Au terme de huit déplacements sur le terrain et de 45 auditions menées auprès de représentants de l’État et de ses opérateurs, de collectivités territoriales, de réseaux professionnels, de chercheurs, de collectifs citoyens, d’associations, ainsi que d’anciens ministres et de personnalités qualifiées, la mission préconise de poursuivre une politique de renouvellement urbain résiliente, centrée en priorité sur le quartier prioritaire de la politique de la Ville (QPV) et renforçant la prise en compte des enjeux environnementaux. Le rapport souligne également la nécessité d’une différentiation accrue, avec des stratégies adaptées aux réalités propres à chaque quartier. Il insiste aussi sur la mise en place d’un nouveau pacte financier garantissant un soutien adapté aux ambitions de transformation et de résilience de ces territoires. Enfin, le renouvellement urbain pourrait être utile pour faire face aux enjeux de territoires hors QPV, notamment ceux susceptibles de devenir fragiles sous l’effet du changement climatique.

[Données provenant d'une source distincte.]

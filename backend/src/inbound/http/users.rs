//! User API handlers.
//!
//! ```text
//! POST  /api/v1/login       {"username":"bob","password":"bobpass"}
//! POST  /api/v1/users       {"username":"bob","password":"bobpass"}
//! GET   /api/v1/users
//! PATCH /api/v1/users/{id}  {"username":"ronnie"}
//! ```

use actix_web::{HttpResponse, get, patch, post, web};
use serde::{Deserialize, Serialize};
use serde_json::json;
use uuid::Uuid;

use crate::domain::{
    CredentialValidationError, Error, LoginCredentials, Password, UserId, UserSnapshot,
    UserValidationError, Username,
};
use crate::inbound::http::ApiResult;
use crate::inbound::http::session::SessionContext;
use crate::inbound::http::state::HttpState;

/// Login request body for `POST /api/v1/login`.
#[derive(Debug, Deserialize, Serialize, utoipa::ToSchema)]
#[serde(rename_all = "camelCase")]
pub struct LoginRequest {
    /// Login name.
    pub username: String,
    /// Plaintext password, verified against the stored verifier.
    pub password: String,
}

impl TryFrom<LoginRequest> for LoginCredentials {
    type Error = CredentialValidationError;

    fn try_from(value: LoginRequest) -> Result<Self, Self::Error> {
        Self::try_from_parts(&value.username, &value.password)
    }
}

/// Registration request body for `POST /api/v1/users`.
#[derive(Debug, Deserialize, Serialize, utoipa::ToSchema)]
#[serde(rename_all = "camelCase")]
pub struct RegisterUserRequest {
    /// Desired login name; must be unique.
    pub username: String,
    /// Plaintext password, hashed into a verifier before storage.
    pub password: String,
}

/// Rename request body for `PATCH /api/v1/users/{id}`.
#[derive(Debug, Deserialize, Serialize, utoipa::ToSchema)]
#[serde(rename_all = "camelCase")]
pub struct RenameUserRequest {
    /// Replacement login name; must be unique.
    pub username: String,
}

fn map_credential_validation_error(err: CredentialValidationError) -> Error {
    match err {
        CredentialValidationError::EmptyUsername => {
            Error::invalid_request("username must not be empty")
                .with_details(json!({ "field": "username", "code": "empty_username" }))
        }
        CredentialValidationError::EmptyPassword => {
            Error::invalid_request("password must not be empty")
                .with_details(json!({ "field": "password", "code": "empty_password" }))
        }
    }
}

fn map_user_validation_error(err: UserValidationError) -> Error {
    Error::invalid_request(err.to_string()).with_details(json!({ "field": "username" }))
}

/// Authenticate a user and establish a session.
#[utoipa::path(
    post,
    path = "/api/v1/login",
    request_body = LoginRequest,
    responses(
        (status = 200, description = "Login success", headers(("Set-Cookie" = String, description = "Session cookie"))),
        (status = 400, description = "Invalid request", body = crate::inbound::http::schemas::ErrorSchema),
        (status = 401, description = "Invalid credentials", body = crate::inbound::http::schemas::ErrorSchema),
        (status = 500, description = "Internal server error")
    ),
    tags = ["users"],
    operation_id = "login",
    security([])
)]
#[post("/login")]
pub async fn login(
    state: web::Data<HttpState>,
    session: SessionContext,
    payload: web::Json<LoginRequest>,
) -> ApiResult<HttpResponse> {
    let credentials =
        LoginCredentials::try_from(payload.into_inner()).map_err(map_credential_validation_error)?;
    let user_id = state.login.authenticate(&credentials).await?;
    session.persist_user(&user_id)?;
    Ok(HttpResponse::Ok().finish())
}

/// Register a new user.
#[utoipa::path(
    post,
    path = "/api/v1/users",
    request_body = RegisterUserRequest,
    responses(
        (status = 201, description = "User created", body = crate::inbound::http::schemas::UserSchema),
        (status = 400, description = "Invalid request", body = crate::inbound::http::schemas::ErrorSchema),
        (status = 409, description = "Username already taken", body = crate::inbound::http::schemas::ErrorSchema),
        (status = 500, description = "Internal server error")
    ),
    tags = ["users"],
    operation_id = "registerUser",
    security([])
)]
#[post("/users")]
pub async fn register(
    state: web::Data<HttpState>,
    payload: web::Json<RegisterUserRequest>,
) -> ApiResult<HttpResponse> {
    let RegisterUserRequest { username, password } = payload.into_inner();
    let username = Username::new(username).map_err(map_user_validation_error)?;
    let password = Password::new(password).map_err(map_credential_validation_error)?;

    let snapshot = state.users.register(username, &password).await?;
    Ok(HttpResponse::Created().json(snapshot))
}

/// List known users.
#[utoipa::path(
    get,
    path = "/api/v1/users",
    responses(
        (status = 200, description = "Users", body = [crate::inbound::http::schemas::UserSchema]),
        (status = 401, description = "Unauthorised", body = crate::inbound::http::schemas::ErrorSchema),
        (status = 500, description = "Internal server error", body = crate::inbound::http::schemas::ErrorSchema)
    ),
    tags = ["users"],
    operation_id = "listUsers"
)]
#[get("/users")]
pub async fn list_users(
    state: web::Data<HttpState>,
    session: SessionContext,
) -> ApiResult<web::Json<Vec<UserSnapshot>>> {
    session.require_user_id()?;
    Ok(web::Json(state.users_query.list().await?))
}

/// Change a user's username.
#[utoipa::path(
    patch,
    path = "/api/v1/users/{id}",
    request_body = RenameUserRequest,
    params(
        ("id" = Uuid, Path, description = "User record identifier")
    ),
    responses(
        (status = 200, description = "User renamed", body = crate::inbound::http::schemas::UserSchema),
        (status = 400, description = "Invalid request", body = crate::inbound::http::schemas::ErrorSchema),
        (status = 401, description = "Unauthorised", body = crate::inbound::http::schemas::ErrorSchema),
        (status = 404, description = "No such user", body = crate::inbound::http::schemas::ErrorSchema),
        (status = 409, description = "Username already taken", body = crate::inbound::http::schemas::ErrorSchema)
    ),
    tags = ["users"],
    operation_id = "renameUser"
)]
#[patch("/users/{id}")]
pub async fn rename_user(
    state: web::Data<HttpState>,
    session: SessionContext,
    path: web::Path<Uuid>,
    payload: web::Json<RenameUserRequest>,
) -> ApiResult<web::Json<UserSnapshot>> {
    session.require_user_id()?;
    let id = UserId::from_uuid(path.into_inner());
    let username =
        Username::new(payload.into_inner().username).map_err(map_user_validation_error)?;

    let snapshot = state.users.rename(&id, username).await?;
    Ok(web::Json(snapshot))
}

Lors de la remise de ce rapport, la nécessité de poursuivre une politique de rénovation urbaine en faveur des quartiers prioritaires de la politique de la ville a clairement été exprimée par M. Rebsamen, et il conviendra de définir les modalités concrètes de mise en œuvre dans les prochains mois.
Ce rapport constitue le point de départ d’une réflexion globale devant aboutir à une stratégie d’aménagement du territoire. Il doit être abordé comme une feuille de route pour adapter et renforcer les actions publiques en matière de renouvellement urbain, afin de répondre aux défis sociaux, environnementaux et territoriaux des prochaines décennies.

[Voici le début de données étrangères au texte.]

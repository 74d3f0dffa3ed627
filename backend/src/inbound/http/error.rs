//! HTTP adapter mapping for domain errors.
//!
//! Purpose: keep the domain error type HTTP-agnostic while allowing Actix
//! handlers to turn domain failures into consistent JSON responses and
//! status codes.

use actix_web::{HttpResponse, ResponseError, http::StatusCode};
use tracing::error;

use crate::domain::{Error, ErrorCode};
use crate::middleware::trace::TRACE_ID_HEADER;

/// Convenient result alias for HTTP handlers.
pub type ApiResult<T> = Result<T, Error>;

fn status_for(code: ErrorCode) -> StatusCode {
    match code {
        ErrorCode::InvalidRequest => StatusCode::BAD_REQUEST,
        ErrorCode::Unauthorized => StatusCode::UNAUTHORIZED,
        ErrorCode::Forbidden => StatusCode::FORBIDDEN,
        ErrorCode::NotFound => StatusCode::NOT_FOUND,
        ErrorCode::Conflict => StatusCode::CONFLICT,
        ErrorCode::ServiceUnavailable => StatusCode::SERVICE_UNAVAILABLE,
        ErrorCode::InternalError => StatusCode::INTERNAL_SERVER_ERROR,
    }
}

fn redact_if_internal(error: &Error) -> Error {
    if matches!(error.code(), ErrorCode::InternalError) {
        let mut redacted = Error::internal("Internal server error");
        if let Some(id) = error.trace_id() {
            redacted = redacted.with_trace_id(id.to_owned());
        }
        redacted
    } else {
        error.clone()
    }
}

impl ResponseError for Error {
    fn status_code(&self) -> StatusCode {
        status_for(self.code())
    }

    fn error_response(&self) -> HttpResponse {
        let mut builder = HttpResponse::build(self.status_code());
        if let Some(id) = self.trace_id() {
            builder.insert_header((TRACE_ID_HEADER, id.to_owned()));
        }

        builder.json(redact_if_internal(self))
    }
}

impl From<actix_web::Error> for Error {
    fn from(err: actix_web::Error) -> Self {
        // Do not leak implementation details to clients.
        error!(error = %err, "actix error promoted to domain error");
        Error::internal("Internal server error")
    }
}

#[cfg(test)]
mod tests {
    //! Regression coverage for this module.
    use rstest::rstest;
    use serde_json::Value;

    use super::*;

    #[rstest]
    #[case(Error::invalid_request("bad"), StatusCode::BAD_REQUEST)]
    #[case(Error::unauthorized("no"), StatusCode::UNAUTHORIZED)]
    #[case(Error::forbidden("nope"), StatusCode::FORBIDDEN)]
    #[case(Error::not_found("gone"), StatusCode::NOT_FOUND)]
    #[case(Error::conflict("taken"), StatusCode::CONFLICT)]
    #[case(Error::service_unavailable("down"), StatusCode::SERVICE_UNAVAILABLE)]
    #[case(Error::internal("boom"), StatusCode::INTERNAL_SERVER_ERROR)]
    fn maps_codes_to_status(#[case] error: Error, #[case] expected: StatusCode) {
        assert_eq!(error.status_code(), expected);
    }

    #[test]
    fn internal_messages_are_redacted() {
        let response = Error::internal("secret database detail").error_response();
        let bytes =
            futures::executor::block_on(actix_web::body::to_bytes(response.into_body()))
                .expect("body readable");
        let value: Value = serde_json::from_slice(&bytes).expect("error payload");
        assert_eq!(
            value.get("message").and_then(Value::as_str),
            Some("Internal server error")
        );
    }

    #[test]
    fn non_internal_messages_pass_through() {
        let response = Error::conflict("username already taken: bob").error_response();
        let bytes =
            futures::executor::block_on(actix_web::body::to_bytes(response.into_body()))
                .expect("body readable");
        let value: Value = serde_json::from_slice(&bytes).expect("error payload");
        assert_eq!(
            value.get("message").and_then(Value::as_str),
            Some("username already taken: bob")
        );
        assert_eq!(
            value.get("code").and_then(Value::as_str),
            Some("conflict")
        );
    }
}
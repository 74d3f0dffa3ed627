//! Driving port for user lookups.

use async_trait::async_trait;

use crate::domain::{Error, UserId, UserSnapshot};

/// Domain use-case port for reading user snapshots.
#[async_trait]
pub trait UsersQuery: Send + Sync {
    /// Fetch a single user snapshot by identifier.
    async fn get(&self, id: &UserId) -> Result<UserSnapshot, Error>;

    /// All user snapshots in insertion order.
    async fn list(&self) -> Result<Vec<UserSnapshot>, Error>;
}
//! Karma scoring arithmetic.
//!
//! Karma is the percentage of upvotes among all votes cast across a
//! student's reviews. The score is always recomputed in full from the
//! current tallies rather than adjusted incrementally, so the stored value
//! can never drift from the true aggregate.
//!
//! This crate is pure arithmetic: no I/O, no persistence, no framework
//! types. Callers supply tallies; the crate returns a score.

/// Score a single pair of vote tallies.
///
/// Returns `100 * upvotes / (upvotes + downvotes)`, or `0.0` when no votes
/// have been cast. The result is always finite and within `0.0..=100.0`.
///
/// # Examples
/// ```
/// assert_eq!(karma::score(1, 0), 100.0);
/// assert_eq!(karma::score(1, 1), 50.0);
/// assert_eq!(karma::score(0, 0), 0.0);
/// ```
#[must_use]
#[expect(
    clippy::cast_precision_loss,
    reason = "vote totals are far below 2^52; the conversion is exact in practice"
)]
pub fn score(upvotes: u64, downvotes: u64) -> f64 {
    let total = upvotes.saturating_add(downvotes);
    if total == 0 {
        return 0.0;
    }
    100.0 * (upvotes as f64) / (total as f64)
}

/// Score an aggregate of per-review `(upvotes, downvotes)` tallies.
///
/// Tallies are summed before the ratio is taken, so one heavily voted
/// review weighs more than several barely voted ones.
///
/// # Examples
/// ```
/// // Two reviews: (3 up, 1 down) and (1 up, 3 down) -> 4 up of 8 votes.
/// assert_eq!(karma::score_tallies([(3, 1), (1, 3)]), 50.0);
/// assert_eq!(karma::score_tallies([]), 0.0);
/// ```
#[must_use]
pub fn score_tallies<I>(tallies: I) -> f64
where
    I: IntoIterator<Item = (u64, u64)>,
{
    let (upvotes, downvotes) = tallies.into_iter().fold(
        (0_u64, 0_u64),
        |(up_acc, down_acc), (up, down)| {
            (up_acc.saturating_add(up), down_acc.saturating_add(down))
        },
    );
    score(upvotes, downvotes)
}
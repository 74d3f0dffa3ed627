//! Student review backend library modules.
//!
//! The crate is organised hexagonally: `domain` holds the typed model,
//! ports, and services; `inbound` adapts HTTP onto the driving ports;
//! `outbound` implements the driven ports; `middleware` carries
//! cross-cutting request concerns.

pub mod doc;
pub mod domain;
pub mod inbound;
pub mod middleware;
pub mod outbound;

pub use doc::ApiDoc;
pub use middleware::Trace;
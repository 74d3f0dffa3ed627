//! OpenAPI schema definitions for domain types.
//!
//! Domain types remain framework-agnostic by not deriving `ToSchema`. This
//! module provides the schema definitions required for OpenAPI
//! documentation using utoipa's external schema registration; the wrappers
//! mirror their corresponding domain types but live in the inbound adapter
//! layer where framework concerns belong.

use utoipa::ToSchema;
use uuid::Uuid;

/// OpenAPI schema for [`crate::domain::ErrorCode`].
#[derive(ToSchema)]
#[schema(as = crate::domain::ErrorCode)]
pub enum ErrorCodeSchema {
    /// The request is malformed or fails validation.
    #[schema(rename = "invalid_request")]
    InvalidRequest,
    /// Authentication failed or is missing.
    #[schema(rename = "unauthorized")]
    Unauthorized,
    /// Authenticated but not permitted to perform this action.
    #[schema(rename = "forbidden")]
    Forbidden,
    /// The requested resource does not exist.
    #[schema(rename = "not_found")]
    NotFound,
    /// The request conflicts with existing state.
    #[schema(rename = "conflict")]
    Conflict,
    /// A required collaborator is unreachable.
    #[schema(rename = "service_unavailable")]
    ServiceUnavailable,
    /// An unexpected error occurred on the server.
    #[schema(rename = "internal_error")]
    InternalError,
}

/// OpenAPI schema for [`crate::domain::Error`].
#[derive(ToSchema)]
#[schema(as = crate::domain::Error)]
#[expect(
    dead_code,
    reason = "used only for OpenAPI schema generation via utoipa"
)]
pub struct ErrorSchema {
    /// Stable machine-readable error code.
    #[schema(example = "invalid_request")]
    code: ErrorCodeSchema,
    /// Human-readable message returned to clients.
    #[schema(example = "Something went wrong")]
    message: String,
    /// Correlation identifier for tracing this error across systems.
    #[schema(example = "3fa85f64-5717-4562-b3fc-2c963f66afa6")]
    trace_id: Option<String>,
    /// Supplementary error details for clients.
    details: Option<serde_json::Value>,
}

/// OpenAPI schema for [`crate::domain::UserSnapshot`].
#[derive(ToSchema)]
#[schema(as = crate::domain::UserSnapshot)]
#[expect(
    dead_code,
    reason = "used only for OpenAPI schema generation via utoipa"
)]
pub struct UserSchema {
    /// Stable user identifier.
    id: Uuid,
    /// Login name.
    #[schema(example = "bob")]
    username: String,
}

/// OpenAPI schema for [`crate::domain::ReviewSnapshot`].
#[derive(ToSchema)]
#[schema(as = crate::domain::ReviewSnapshot)]
#[expect(
    dead_code,
    reason = "used only for OpenAPI schema generation via utoipa"
)]
pub struct ReviewSchema {
    /// Stable review identifier.
    id: Uuid,
    /// Owning student's external identifier.
    #[schema(example = 812394821)]
    student_id: u64,
    /// Free-text body.
    #[schema(example = "Works well in groups")]
    message: String,
    /// Upvote count.
    upvote: u32,
    /// Downvote count.
    downvote: u32,
}

/// OpenAPI schema for [`crate::domain::StudentSnapshot`].
#[derive(ToSchema)]
#[schema(as = crate::domain::StudentSnapshot)]
#[expect(
    dead_code,
    reason = "used only for OpenAPI schema generation via utoipa"
)]
pub struct StudentSchema {
    /// Internal record identifier.
    id: Uuid,
    /// External student identifier.
    #[schema(example = 812394821)]
    student_id: u64,
    /// Display name.
    #[schema(example = "Richard")]
    name: String,
    /// Derived karma score.
    #[schema(example = 100.0)]
    karma: f64,
    /// Owned reviews in insertion order.
    reviews: Vec<ReviewSchema>,
}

« La remise de ce rapport marque une étape clé pour l’avenir de notre politique de renouvellement urbain et d’aménagement du territoire. Face aux défis sociaux, économiques et environnementaux qui traversent nos territoires, il est essentiel de bâtir une stratégie ambitieuse et adaptée aux besoins des quartiers prioritaires, mais également des autres territoires fragiles. Ce travail approfondi met en lumière des propositions précieuses pour renforcer la résilience de nos villes, améliorer le cadre de vie des habitants et favoriser la mixité sociale. Je salue l’engagement des auteurs du rapport et de l’ensemble des parties prenantes qui ont contribué à cette réflexion collective. Le Gouvernement sera au rendez-vous pour donner à cette politique les moyens de son ambition et poursuivre, avec tous les acteurs concernés, la transformation de nos quartiers. »

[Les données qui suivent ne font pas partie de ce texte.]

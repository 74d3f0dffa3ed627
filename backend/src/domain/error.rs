//! Domain-level error types.
//!
//! These errors are transport agnostic. Inbound adapters map them to HTTP
//! responses or any other protocol-specific envelope. Constructors capture
//! the request-scoped [`TraceId`](crate::domain::TraceId) when one is in
//! scope so clients and logs can be correlated.

use serde::{Deserialize, Serialize};
use serde_json::Value;

use crate::domain::TraceId;

/// Stable machine-readable error code describing the failure category.
#[derive(Debug, Clone, Copy, PartialEq, Eq, Hash, Serialize, Deserialize)]
#[non_exhaustive]
#[serde(rename_all = "snake_case")]
pub enum ErrorCode {
    /// The request is malformed or fails validation.
    InvalidRequest,
    /// Authentication failed or is missing.
    Unauthorized,
    /// Authenticated but not permitted to perform this action.
    Forbidden,
    /// The requested resource does not exist.
    NotFound,
    /// The request conflicts with existing state, such as a duplicate
    /// username or external student identifier.
    Conflict,
    /// A required collaborator is unreachable.
    ServiceUnavailable,
    /// An unexpected error occurred inside the domain.
    InternalError,
}

/// Validation errors emitted by the [`Error`] constructors.
#[derive(Debug, Clone, PartialEq, Eq)]
pub enum ErrorValidationError {
    /// The error message was empty once trimmed.
    EmptyMessage,
}

impl std::fmt::Display for ErrorValidationError {
    fn fmt(&self, f: &mut std::fmt::Formatter<'_>) -> std::fmt::Result {
        match self {
            Self::EmptyMessage => write!(f, "error message must not be empty"),
        }
    }
}

impl std::error::Error for ErrorValidationError {}

/// Domain error payload.
///
/// ## Invariants
/// - `message` must be non-empty once trimmed of whitespace.
#[derive(Debug, Clone, PartialEq, Serialize, Deserialize)]
#[serde(rename_all = "camelCase")]
pub struct Error {
    code: ErrorCode,
    message: String,
    #[serde(skip_serializing_if = "Option::is_none")]
    trace_id: Option<String>,
    #[serde(skip_serializing_if = "Option::is_none")]
    details: Option<Value>,
}

impl Error {
    /// Create a new error, panicking if validation fails.
    ///
    /// All messages in this crate are static or formatted from non-empty
    /// parts; an empty message is a programming error.
    pub fn new(code: ErrorCode, message: impl Into<String>) -> Self {
        match Self::try_new(code, message) {
            Ok(value) => value,
            Err(err) => panic!("error messages must satisfy validation: {err}"),
        }
    }

    /// Fallible constructor that validates the message content.
    pub fn try_new(
        code: ErrorCode,
        message: impl Into<String>,
    ) -> Result<Self, ErrorValidationError> {
        let message = message.into();
        if message.trim().is_empty() {
            return Err(ErrorValidationError::EmptyMessage);
        }
        Ok(Self {
            code,
            message,
            trace_id: TraceId::current().map(|id| id.to_string()),
            details: None,
        })
    }

    /// Stable machine-readable error code.
    pub fn code(&self) -> ErrorCode {
        self.code
    }

    /// Human-readable message returned to adapters.
    pub fn message(&self) -> &str {
        self.message.as_str()
    }

    /// Correlation identifier captured at construction, if any.
    pub fn trace_id(&self) -> Option<&str> {
        self.trace_id.as_deref()
    }

    /// Supplementary error details for adapters.
    pub fn details(&self) -> Option<&Value> {
        self.details.as_ref()
    }

    /// Attach structured details to the error.
    pub fn with_details(mut self, details: Value) -> Self {
        self.details = Some(details);
        self
    }

    /// Override the captured trace identifier.
    pub fn with_trace_id(mut self, trace_id: impl Into<String>) -> Self {
        self.trace_id = Some(trace_id.into());
        self
    }

    /// Convenience constructor for [`ErrorCode::InvalidRequest`].
    pub fn invalid_request(message: impl Into<String>) -> Self {
        Self::new(ErrorCode::InvalidRequest, message)
    }

    /// Convenience constructor for [`ErrorCode::Unauthorized`].
    pub fn unauthorized(message: impl Into<String>) -> Self {
        Self::new(ErrorCode::Unauthorized, message)
    }

    /// Convenience constructor for [`ErrorCode::Forbidden`].
    pub fn forbidden(message: impl Into<String>) -> Self {
        Self::new(ErrorCode::Forbidden, message)
    }

    /// Convenience constructor for [`ErrorCode::NotFound`].
    pub fn not_found(message: impl Into<String>) -> Self {
        Self::new(ErrorCode::NotFound, message)
    }

    /// Convenience constructor for [`ErrorCode::Conflict`].
    pub fn conflict(message: impl Into<String>) -> Self {
        Self::new(ErrorCode::Conflict, message)
    }

    /// Convenience constructor for [`ErrorCode::ServiceUnavailable`].
    pub fn service_unavailable(message: impl Into<String>) -> Self {
        Self::new(ErrorCode::ServiceUnavailable, message)
    }

    /// Convenience constructor for [`ErrorCode::InternalError`].
    pub fn internal(message: impl Into<String>) -> Self {
        Self::new(ErrorCode::InternalError, message)
    }
}

impl std::fmt::Display for Error {
    fn fmt(&self, f: &mut std::fmt::Formatter<'_>) -> std::fmt::Result {
        write!(f, "{}", self.message)
    }
}

impl std::error::Error for Error {}
//! Backend entry-point: wires REST endpoints, session middleware, and
//! OpenAPI docs over the in-memory persistence stack.

use actix_session::{SessionMiddleware, storage::CookieSessionStore};
use actix_web::cookie::{Key, SameSite};
use actix_web::{App, HttpServer, web};
use std::env;
use tracing::warn;
use tracing_subscriber::{EnvFilter, fmt};
#[cfg(debug_assertions)]
use utoipa::OpenApi;
#[cfg(debug_assertions)]
use utoipa_swagger_ui::SwaggerUi;

use backend::inbound::http::api_scope;
use backend::inbound::http::health::{HealthState, live, ready};
use backend::inbound::http::state::HttpState;
use backend::Trace;
#[cfg(debug_assertions)]
use backend::ApiDoc;

/// Application bootstrap.
#[actix_web::main]
async fn main() -> std::io::Result<()> {
    if let Err(e) = fmt()
        .with_env_filter(EnvFilter::from_default_env())
        .json()
        .try_init()
    {
        warn!(error = %e, "tracing init failed");
    }

    let key_path =
        env::var("SESSION_KEY_FILE").unwrap_or_else(|_| "/var/run/secrets/session_key".into());
    let key = match std::fs::read(&key_path) {
        Ok(bytes) => Key::derive_from(&bytes),
        Err(e) => {
            let allow_dev = env::var("SESSION_ALLOW_EPHEMERAL").ok().as_deref() == Some("1");
            if cfg!(debug_assertions) || allow_dev {
                warn!(path = %key_path, error = %e, "using temporary session key (dev only)");
                Key::generate()
            } else {
                return Err(std::io::Error::other(format!(
                    "failed to read session key at {key_path}: {e}"
                )));
            }
        }
    };

    let cookie_secure = env::var("SESSION_COOKIE_SECURE")
        .map(|v| v != "0")
        .unwrap_or(true);
    let bind_addr = env::var("BIND_ADDR").unwrap_or_else(|_| "0.0.0.0:8080".into());

    let state = HttpState::in_memory();
    let health_state = web::Data::new(HealthState::new());
    // Clone for the server factory so the readiness probe stays reachable.
    let server_health_state = health_state.clone();
    let server = HttpServer::new(move || {
        build_app(
            state.clone(),
            server_health_state.clone(),
            key.clone(),
            cookie_secure,
        )
    })
    .bind(bind_addr)?;

    health_state.mark_ready();
    server.run().await
}

fn build_app(
    state: HttpState,
    health_state: web::Data<HealthState>,
    key: Key,
    cookie_secure: bool,
) -> App<
    impl actix_web::dev::ServiceFactory<
            actix_web::dev::ServiceRequest,
            Config = (),
            Response = actix_web::dev::ServiceResponse,
            Error = actix_web::Error,
            InitError = (),
        >,
> {
    let session = SessionMiddleware::builder(CookieSessionStore::default(), key)
        .cookie_name("session".into())
        .cookie_path("/".into())
        .cookie_secure(cookie_secure)
        .cookie_http_only(true)
        .cookie_same_site(SameSite::Lax)
        .build();

    let mut app = App::new()
        .app_data(web::Data::new(state))
        .app_data(health_state)
        .wrap(Trace)
        .service(api_scope(session))
        .service(ready)
        .service(live);

    #[cfg(debug_assertions)]
    {
        app = app.service(SwaggerUi::new("/docs").url("/api-docs/openapi.json", ApiDoc::openapi()));
    }

    app
}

François Rebsamen, ministre de l’Aménagement du territoire et de la Décentralisation

« Transformer un quartier est éminemment complexe car cela nécessite de mobiliser de nombreux acteurs autour d’une vision commune. En tant qu’élue issue des collectivités j’en connais les défis mais aussi les effets transformateurs pour les territoires, car la rénovation urbaine est née à Valenciennes d’où je viens ! La force de l’ANRU est de créer de vrais partenariats autour de projet fédérateurs : élus, bailleurs, partenaires sociaux, et habitants, nous nous projetons tous ensemble dans un programme commun pour nos quartiers. Dans le cadre de mon ministère, je m’assure de mobiliser toutes les énergies pour la réussite du programme en cours, en soutenant les élus et les bailleurs sociaux dans la concrétisation de leurs projets, qui améliorent le cadre de vie de 3 millions de Français et qui en attendent les effets. Face aux défis devant nous, il faut continuer à imaginer l’avenir des quartiers. C’est ce à quoi nous invite ce rapport dont je salue la qualité car il définit les justes enjeux, pose de fortes ambitions, et formule des propositions pour y répondre. »

Valérie Létard, ministre chargée du Logement

« Ce rapport démontre que les programmes de rénovation urbaine contribuent au changement profond des quartiers prioritaires de la politique de la ville. Il rappelle de fait que beaucoup reste à faire dans les QPV, grâce au programme en cours, mais aussi par l’ambition que j’ai de poursuivre cette dynamique à travers les territoires intégrés l’an dernier dans la nouvelle cartographie de la politique de la ville. La prise en compte des enjeux humains est au cœur de notre action : je compte sur l’ANRU pour avancer en ce sens en étroit partenariat avec les territoires et avec le soutien des élus locaux, tout en renforçant les convergences avec les autres programmes portés par les opérateurs publics. Le Gouvernement poursuivra ses efforts pour accompagner ces transformations nécessaires, en particulier pour les femmes, les jeunes et les habitants des quartiers les plus fragiles. Ministre de la ville, j’agirai pour que chaque quartier puisse être un lieu de vie, d’opportunités et d’émancipation ! »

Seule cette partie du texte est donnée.